▶ **Activity**: Scan the entries for lines with the word "derive" and copy those lines.
_____
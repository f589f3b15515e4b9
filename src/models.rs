use std::collections::{BTreeMap, BTreeSet};
use std::sync::Arc;

use crate::config::Config;
use crate::converter::{ConversionService, PollPolicy};
use crate::formats::FormatPolicy;
use crate::vendor::{CloudConvertClient, ConversionBackend};

#[derive(Clone)]
pub struct AppState {
    pub config: Config,
    pub converter: Arc<ConversionService>,
}

impl AppState {
    /// Wire the production vendor client from configuration.
    pub fn new(config: Config) -> Self {
        let backend: Arc<dyn ConversionBackend> = Arc::new(CloudConvertClient::from_config(&config.vendor));
        Self::with_backend(config, backend)
    }

    pub fn with_backend(config: Config, backend: Arc<dyn ConversionBackend>) -> Self {
        let converter = ConversionService::new(
            backend,
            FormatPolicy::from_config(&config.formats),
            PollPolicy::from(&config.polling),
        );
        Self {
            config,
            converter: Arc::new(converter),
        }
    }
}

// API Request/Response types

#[derive(Debug, serde::Serialize, serde::Deserialize)]
#[serde(rename_all = "camelCase")]
pub struct ConvertResponse {
    pub download_url: String,
}

/// Input extension to the output formats it may be converted to.
pub type FormatsResponse = BTreeMap<String, BTreeSet<String>>;

#[derive(Debug, serde::Serialize)]
pub struct HealthResponse {
    pub status: String,
    pub version: String,
    pub timestamp: String,
}
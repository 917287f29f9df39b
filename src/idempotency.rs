//! Middleware that makes write requests safe to retry.
//!
//! A client that may send the same request more than once, such as the offline replay queue,
//! sets the [IDEMPOTENCY_KEY_HEADER] to a value that is unique to the request. The first
//! successful response for a key is stored and sent back verbatim for any later request with
//! the same key, without running the route handler again.

use std::sync::{Arc, Mutex};

use axum::{
    body::Body,
    extract::{FromRef, Request, State},
    http::{HeaderValue, Method, StatusCode, header::CONTENT_TYPE},
    middleware::Next,
    response::{IntoResponse, Response},
};
use rusqlite::{Connection, OptionalExtension};
use time::{Duration, OffsetDateTime};

use crate::{
    AppState, Error,
    auth::UserID,
    db::{RowsAffected, lock_connection},
};

/// The request header that carries the idempotency key.
pub const IDEMPOTENCY_KEY_HEADER: &str = "idempotency-key";

/// The response header that marks a stored response being sent again.
pub const IDEMPOTENT_REPLAYED_HEADER: &str = "idempotent-replayed";

const MAX_KEY_LENGTH: usize = 255;

/// How long a stored response is kept before [prune_idempotency_keys] removes it.
pub const KEY_RETENTION: Duration = Duration::days(7);

/// The state needed for the idempotency middleware.
#[derive(Debug, Clone)]
pub struct IdempotencyState {
    /// The database connection holding the stored responses.
    pub db_connection: Arc<Mutex<Connection>>,
}

impl FromRef<AppState> for IdempotencyState {
    fn from_ref(state: &AppState) -> Self {
        Self {
            db_connection: state.db_connection.clone(),
        }
    }
}

/// Create the table for the stored responses.
pub fn create_idempotency_table(connection: &Connection) -> Result<(), rusqlite::Error> {
    connection.execute(
        "CREATE TABLE IF NOT EXISTS idempotency_key (
            user_id INTEGER NOT NULL REFERENCES user(id) ON DELETE CASCADE,
            key TEXT NOT NULL,
            method TEXT NOT NULL,
            path TEXT NOT NULL,
            status INTEGER NOT NULL,
            body BLOB NOT NULL,
            created_at TEXT NOT NULL,
            PRIMARY KEY (user_id, key)
        )",
        (),
    )?;

    Ok(())
}

/// Delete the stored responses that are older than [KEY_RETENTION] at `now`.
///
/// A request retried after this will be applied again.
pub fn prune_idempotency_keys(
    now: OffsetDateTime,
    connection: &Connection,
) -> Result<RowsAffected, Error> {
    let rows_deleted = connection.execute(
        "DELETE FROM idempotency_key WHERE created_at < ?1",
        (now - KEY_RETENTION,),
    )?;

    if rows_deleted > 0 {
        tracing::info!("pruned {rows_deleted} expired idempotency keys");
    }

    Ok(rows_deleted)
}

#[derive(Debug, Clone, PartialEq)]
struct StoredResponse {
    method: String,
    path: String,
    status: u16,
    body: Vec<u8>,
}

impl StoredResponse {
    fn into_response(self) -> Response {
        let Ok(status) = StatusCode::from_u16(self.status) else {
            tracing::error!("stored response has invalid status {}", self.status);
            return StatusCode::INTERNAL_SERVER_ERROR.into_response();
        };

        let mut response = (status, Body::from(self.body)).into_response();
        let headers = response.headers_mut();
        headers.insert(CONTENT_TYPE, HeaderValue::from_static("application/json"));
        headers.insert(IDEMPOTENT_REPLAYED_HEADER, HeaderValue::from_static("true"));

        response
    }
}

fn get_stored_response(
    state: &IdempotencyState,
    user_id: UserID,
    key: &str,
) -> Result<Option<StoredResponse>, Error> {
    let connection = lock_connection(&state.db_connection)?;

    connection
        .query_row(
            "SELECT method, path, status, body FROM idempotency_key \
             WHERE user_id = ?1 AND key = ?2",
            (user_id, key),
            |row| {
                Ok(StoredResponse {
                    method: row.get(0)?,
                    path: row.get(1)?,
                    status: row.get(2)?,
                    body: row.get(3)?,
                })
            },
        )
        .optional()
        .map_err(Error::from)
}

fn store_response(
    state: &IdempotencyState,
    user_id: UserID,
    key: &str,
    response: &StoredResponse,
) -> Result<(), Error> {
    let connection = lock_connection(&state.db_connection)?;

    connection.execute(
        "INSERT OR IGNORE INTO idempotency_key \
            (user_id, key, method, path, status, body, created_at) \
         VALUES (?1, ?2, ?3, ?4, ?5, ?6, ?7)",
        (
            user_id,
            key,
            &response.method,
            &response.path,
            response.status,
            &response.body,
            OffsetDateTime::now_utc(),
        ),
    )?;

    Ok(())
}

/// Get the idempotency key of a request, if it has a usable one.
fn get_key(request: &Request) -> Result<Option<String>, Error> {
    let Some(value) = request.headers().get(IDEMPOTENCY_KEY_HEADER) else {
        return Ok(None);
    };

    let key = value
        .to_str()
        .map_err(|_| Error::Validation("idempotency key must be ASCII".to_owned()))?
        .trim();

    if key.is_empty() || key.len() > MAX_KEY_LENGTH {
        return Err(Error::Validation(format!(
            "idempotency key must be between 1 and {MAX_KEY_LENGTH} characters"
        )));
    }

    Ok(Some(key.to_owned()))
}

/// Middleware function that stores and replays responses to requests with an idempotency key.
///
/// Requests without a key and `GET` requests pass through untouched. Only successful
/// responses are stored, so a request that failed can be retried with the same key.
/// Reusing a key for a different method or path gives [Error::IdempotencyKeyReused].
///
/// **Note**: This must run after [crate::auth::auth_guard] since keys are scoped to the user.
pub async fn idempotency_guard(
    State(state): State<IdempotencyState>,
    request: Request,
    next: Next,
) -> Response {
    if request.method() == Method::GET || request.method() == Method::HEAD {
        return next.run(request).await;
    }

    let key = match get_key(&request) {
        Ok(Some(key)) => key,
        Ok(None) => return next.run(request).await,
        Err(error) => return error.into_response(),
    };

    let Some(user_id) = request.extensions().get::<UserID>().copied() else {
        tracing::error!("idempotency key sent to a route without a user ID");
        return Error::MissingToken.into_response();
    };

    let method = request.method().to_string();
    let path = request.uri().path().to_owned();

    match get_stored_response(&state, user_id, &key) {
        Ok(Some(stored)) if stored.method == method && stored.path == path => {
            tracing::info!("replaying stored response for idempotency key {key}");
            return stored.into_response();
        }
        Ok(Some(stored)) => {
            tracing::warn!(
                "idempotency key {key} was used for {} {} and now for {method} {path}",
                stored.method,
                stored.path
            );
            return Error::IdempotencyKeyReused.into_response();
        }
        Ok(None) => {}
        Err(error) => return error.into_response(),
    }

    let response = next.run(request).await;

    if !response.status().is_success() {
        return response;
    }

    let (parts, body) = response.into_parts();
    let body_bytes = match axum::body::to_bytes(body, usize::MAX).await {
        Ok(bytes) => bytes,
        Err(error) => {
            tracing::error!("could not read response body: {error}");
            return StatusCode::INTERNAL_SERVER_ERROR.into_response();
        }
    };

    let stored = StoredResponse {
        method,
        path,
        status: parts.status.as_u16(),
        body: body_bytes.to_vec(),
    };

    // The write already happened, so the client still gets its response if storing fails.
    if let Err(error) = store_response(&state, user_id, &key, &stored) {
        tracing::error!("could not store response for idempotency key {key}: {error}");
    }

    Response::from_parts(parts, Body::from(body_bytes))
}
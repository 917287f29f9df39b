//! Sending the queued requests once the API is reachable again.

use crate::{
    Error,
    offline::{
        queue::OfflineStore,
        transport::{ApiRequest, Transport},
    },
};

/// The outcome of one pass over the queue.
#[derive(Debug, Default, Clone, Copy, PartialEq, Eq)]
pub struct ReplayReport {
    /// The requests the API accepted, these were removed from the queue.
    pub replayed: usize,
    /// The requests that could not be sent or were rejected.
    pub failed: usize,
    /// The requests still queued after the pass.
    pub remaining: usize,
}

/// Send every queued request to the API, oldest first.
///
/// Requests are sent one at a time. A request that gets a 2xx response is removed from the
/// queue. Any other status or a transport error leaves the request queued for the next pass
/// and the replay moves on to the next request. There is no backoff, call this again later
/// to retry.
///
/// Each request carries its request ID as the idempotency key, so a request that reached the
/// server on an earlier pass but whose response was lost is not applied twice.
///
/// # Errors
/// Returns an error if the queue cannot be read or updated.
pub async fn replay(
    store: &OfflineStore,
    transport: &impl Transport,
) -> Result<ReplayReport, Error> {
    let mut report = ReplayReport::default();

    for queued in store.pending()? {
        let request = ApiRequest::from(&queued);

        match transport.send(&request).await {
            Ok(response) if response.is_success() => {
                store.remove(queued.id)?;
                report.replayed += 1;
                tracing::info!(
                    "replayed {} {} ({})",
                    queued.method.as_str(),
                    queued.endpoint,
                    queued.request_id
                );
            }
            Ok(response) => {
                report.failed += 1;
                tracing::warn!(
                    "API rejected queued request {} {} with status {}: {}",
                    queued.method.as_str(),
                    queued.endpoint,
                    response.status,
                    response.body
                );
            }
            Err(error) => {
                report.failed += 1;
                tracing::warn!(
                    "could not replay {} {}: {error}",
                    queued.method.as_str(),
                    queued.endpoint
                );
            }
        }
    }

    report.remaining = store.count()?;

    Ok(report)
}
_____
▶ **Solution for this task**:
#[derive(Clone)]
#[derive(Debug, serde::Serialize, serde::Deserialize)]
#[derive(Debug, serde::Serialize)]
#[derive(Debug, Clone)]
#[derive(Debug, Clone, PartialEq)]
#[derive(Debug, Default, Clone, Copy, PartialEq, Eq)]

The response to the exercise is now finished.